Briand again served as Minister of Justice 1912-13 under the premiership of the rightwinger Raymond Poincaré (soon to become president of the Republic), before again becoming prime minister for a few months from 21 January 1913 until 22 March 1913.

=== First World War ===

====1914–15====
At the end of August 1914, following the outbreak of the First World War, Briand again became minister of justice when René Viviani reconstructed his ministry. In the winter of 1914–15 Briand was one of those who pushed for an expedition to Salonika, in the hope of helping Serbia, and perhaps bringing Greece, Romania, Bulgaria and Italy into the war as a pro-French bloc, which would also act as a barrier to future Russian expansion in the Balkans. He got on well with Lloyd George, who was also, contrary to military advice, keen for operations in the Balkans, and had a long talk with him on 4 February 1915. Briand was the main mover in persuading Maurice Sarrail to accept the Salonika command in August 1915.

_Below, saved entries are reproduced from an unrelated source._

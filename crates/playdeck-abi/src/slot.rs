use std::fmt;

use serde::{Deserialize, Serialize};

use crate::descriptor::RawDescriptor;

/// Identifier for one capability slot in the descriptor tail.
#[derive(Debug, Clone, Copy, PartialEq, Eq, Hash, Serialize, Deserialize)]
#[serde(rename_all = "snake_case")]
pub enum SlotId {
    NameForKeycode,
    Reset,
    ActionForKeycombo,
}

impl SlotId {
    pub const ALL: [SlotId; 3] = [
        SlotId::NameForKeycode,
        SlotId::Reset,
        SlotId::ActionForKeycombo,
    ];

    /// API level at which this slot entered the schema. Older plugins do
    /// not carry the field and must be treated as unsupported.
    pub fn since_level(&self) -> u32 {
        match self {
            SlotId::NameForKeycode => 0,
            SlotId::Reset => 0,
            SlotId::ActionForKeycombo => 1,
        }
    }

    /// One past the last byte of this slot's field in [`RawDescriptor`].
    pub fn end_offset(&self) -> usize {
        let ptr = std::mem::size_of::<usize>();
        let offset = match self {
            SlotId::NameForKeycode => {
                std::mem::offset_of!(RawDescriptor, get_name_for_keycode)
            }
            SlotId::Reset => std::mem::offset_of!(RawDescriptor, reset),
            SlotId::ActionForKeycombo => {
                std::mem::offset_of!(RawDescriptor, get_action_for_keycombo)
            }
        };
        offset + ptr
    }

    /// Field name in the descriptor struct, for logs and CLI output.
    pub fn field_name(&self) -> &'static str {
        match self {
            SlotId::NameForKeycode => "get_name_for_keycode",
            SlotId::Reset => "reset",
            SlotId::ActionForKeycombo => "get_action_for_keycombo",
        }
    }
}

impl fmt::Display for SlotId {
    fn fmt(&self, f: &mut fmt::Formatter<'_>) -> fmt::Result {
        f.write_str(self.field_name())
    }
}

#[cfg(test)]
mod tests {
    use super::*;

    #[test]
    fn slots_appear_in_schema_order() {
        let ends: Vec<usize> = SlotId::ALL.iter().map(|s| s.end_offset()).collect();
        let mut sorted = ends.clone();
        sorted.sort_unstable();
        assert_eq!(ends, sorted);
    }

    #[test]
    fn since_levels_never_decrease_along_the_tail() {
        let levels: Vec<u32> = SlotId::ALL.iter().map(|s| s.since_level()).collect();
        let mut sorted = levels.clone();
        sorted.sort_unstable();
        assert_eq!(levels, sorted);
    }

    #[test]
    fn slot_id_serialization() {
        let json = serde_json::to_string(&SlotId::ActionForKeycombo).unwrap();
        assert_eq!(json, "\"action_for_keycombo\"");

        let parsed: SlotId = serde_json::from_str("\"reset\"").unwrap();
        assert_eq!(parsed, SlotId::Reset);
    }
}
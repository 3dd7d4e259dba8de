//! Discovers and loads plugin modules from the plugins directory.

use std::collections::HashMap;
use std::path::{Path, PathBuf};
use std::sync::{Arc, RwLock};

use anyhow::{Context, Result};
use libloading::Library;
use tracing::{info, warn};

use playdeck_abi::{EntryFn, ENTRY_SYMBOL, ENTRY_SYMBOL_NAME};

use crate::error::LoadError;
use crate::negotiate::HostPolicy;
use crate::plugin::LoadedPlugin;

/// Resolves modules on disk into validated [`LoadedPlugin`]s.
#[derive(Clone)]
pub struct PluginLoader {
    plugins_dir: PathBuf,
    policy: HostPolicy,
}

impl PluginLoader {
    pub fn new(plugins_dir: impl Into<PathBuf>) -> Self {
        Self {
            plugins_dir: plugins_dir.into(),
            policy: HostPolicy::default(),
        }
    }

    pub fn with_policy(plugins_dir: impl Into<PathBuf>, policy: HostPolicy) -> Self {
        Self {
            plugins_dir: plugins_dir.into(),
            policy,
        }
    }

    pub fn plugins_dir(&self) -> &Path {
        &self.plugins_dir
    }

    /// Open one module, validate its descriptor, and wrap it.
    ///
    /// Any failure drops the partially opened library; no partial plugin
    /// escapes, and failures never affect other loaded modules.
    pub fn load(&self, path: &Path) -> Result<Arc<LoadedPlugin>, LoadError> {
        let library = unsafe { Library::new(path) }.map_err(|source| LoadError::OpenModule {
            path: path.to_path_buf(),
            source,
        })?;

        let entry: EntryFn = unsafe {
            match library.get::<EntryFn>(ENTRY_SYMBOL) {
                Ok(symbol) => *symbol,
                Err(source) => {
                    return Err(LoadError::MissingSymbol {
                        path: path.to_path_buf(),
                        symbol: ENTRY_SYMBOL_NAME,
                        source,
                    });
                }
            }
        };

        let raw = unsafe { entry() };
        let plugin = unsafe {
            LoadedPlugin::from_parts(raw, &self.policy, Some(library), Some(path.to_path_buf()))
        }?;

        info!(
            plugin = plugin.name(),
            version = plugin.version(),
            api_level = plugin.api_level(),
            "loaded plugin from {}",
            path.display()
        );
        Ok(Arc::new(plugin))
    }

    /// Scan the plugins directory and return every loadable module,
    /// logging and skipping the rest. A missing directory is empty, not
    /// an error.
    pub fn discover(&self) -> Result<Vec<Arc<LoadedPlugin>>> {
        if !self.plugins_dir.exists() {
            return Ok(Vec::new());
        }

        let mut plugins = Vec::new();
        let entries = std::fs::read_dir(&self.plugins_dir).context("reading plugins dir")?;
        for entry in entries {
            let entry = entry?;
            let path = entry.path();
            if !is_dynamic_library(&path) {
                continue;
            }
            match self.load(&path) {
                Ok(plugin) => plugins.push(plugin),
                Err(e) => warn!("skipping {}: {e}", path.display()),
            }
        }

        Ok(plugins)
    }
}

fn is_dynamic_library(path: &Path) -> bool {
    path.is_file()
        && path
            .extension()
            .is_some_and(|ext| ext == std::env::consts::DLL_EXTENSION)
}

/// In-memory registry of loaded plugins, keyed by descriptor name.
pub struct PluginRegistry {
    loader: PluginLoader,
    plugins: RwLock<HashMap<String, Arc<LoadedPlugin>>>,
}

impl PluginRegistry {
    pub fn new(loader: PluginLoader) -> Self {
        Self {
            loader,
            plugins: RwLock::new(HashMap::new()),
        }
    }

    pub fn from_dir(plugins_dir: impl Into<PathBuf>) -> Self {
        Self::new(PluginLoader::new(plugins_dir))
    }

    /// Rescan the plugins directory, replacing the registry contents.
    /// Replaced plugins are drained and released once their last user
    /// lets go.
    pub fn reload(&self) -> Result<usize> {
        let discovered = self.loader.discover()?;
        let mut map = HashMap::new();
        for plugin in discovered {
            if let Some(previous) = map.insert(plugin.name().to_string(), plugin) {
                warn!(
                    plugin = previous.name(),
                    "duplicate plugin name, keeping the later module"
                );
            }
        }

        let mut guard = self
            .plugins
            .write()
            .map_err(|_| anyhow::anyhow!("plugin registry lock poisoned"))?;
        *guard = map;
        Ok(guard.len())
    }

    pub fn get(&self, name: &str) -> Option<Arc<LoadedPlugin>> {
        self.plugins
            .read()
            .ok()
            .and_then(|guard| guard.get(name).cloned())
    }

    pub fn list(&self) -> Vec<Arc<LoadedPlugin>> {
        self.plugins
            .read()
            .map(|guard| guard.values().cloned().collect())
            .unwrap_or_default()
    }
}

In October 1915 following an unsuccessful French offensive and the entry of Bulgaria, Briand again became prime minister (29 October 1915), succeeding René Viviani. He also became foreign minister for the first time, a post held by Théophile Delcassé until the final weeks of the previous government. He was also pledged to "unité de front", not just between the military and Parliament but also closer links with the other Allies, a pledge met with "prolonged, thunderous applause" by the deputies.

Draft proposals for Allied cooperation, prepared by Lord Esher and Maurice Hankey were on the table by the time British prime minister H. H. Asquith visited Paris on 17 November (mainly to discuss Greece, and only his second wartime talks with France; the first had been with Viviani in July 1915).

The opening weeks of Briand's ministry required him to broker an agreement between General Gallieni, the new War Minister, and General Joffre, newly (2 December) promoted to "Commander-in-Chief of the French Armies" (generalissimo) over all theatres apart from North Africa.

====1916====
In the poisonous atmosphere after the opening of the German attack at Verdun (21 February 1916), Gallieni read an angry report at the Council of Ministers on 7 March criticising Joffre's conduct of operations over the last eighteen months and demanding ministerial control, then resigned. He was falsely suspected of wanting to launch a military takeover of the government. Briand knew that publication of the report would damage morale and might bring down the government. Gallieni was persuaded to remain in office until a replacement had been agreed. General Roques was appointed after it had been ensured that Joffre had no objections.

The first formal Allied conference met in Paris on 26 March 1916 (Italy did not participate) but initially made little impact, perhaps because Briand had vetoed the British suggestion of a permanent secretariat, or perhaps because there had been three informal sets of Anglo-French talks in the last quarter of 1915, one of which, the Chantilly meeting, had already seen strategy plans drawn up.

Late in March 1916 Joffre and Briand blocked the withdrawal of five British divisions from Salonika. Briand was widely suspected of wanting to help his mistress Princess George of Greece, who was born a Bonaparte. In the spring of 1916 Briand urged Sarrail to take the offensive in the Balkans to take some of the heat off Verdun, although the British, preoccupied with the upcoming Somme offensive, declined to send further troops and Sarrail's offensive that summer was not a success. Briand also attended the conference at Saleux on 31 May 1916 about the upcoming Anglo-French offensive on the Somme, with President Poincaré (on whose train it was held), General Foch (commander, Army Group North) and the British Commander-in-Chief General Haig.

The first Secret Session of the Chamber of Deputies was held in June 1916 to discuss the shortcomings of the defence at Verdun. The government won a vote of confidence but with a clause demanding "effective supervision" of the army. The Parliamentary Army Commission elected Abel Ferry as a commissioner (1 August). By October Ferry was presenting his fourth report on army railways, to Joffre's fury.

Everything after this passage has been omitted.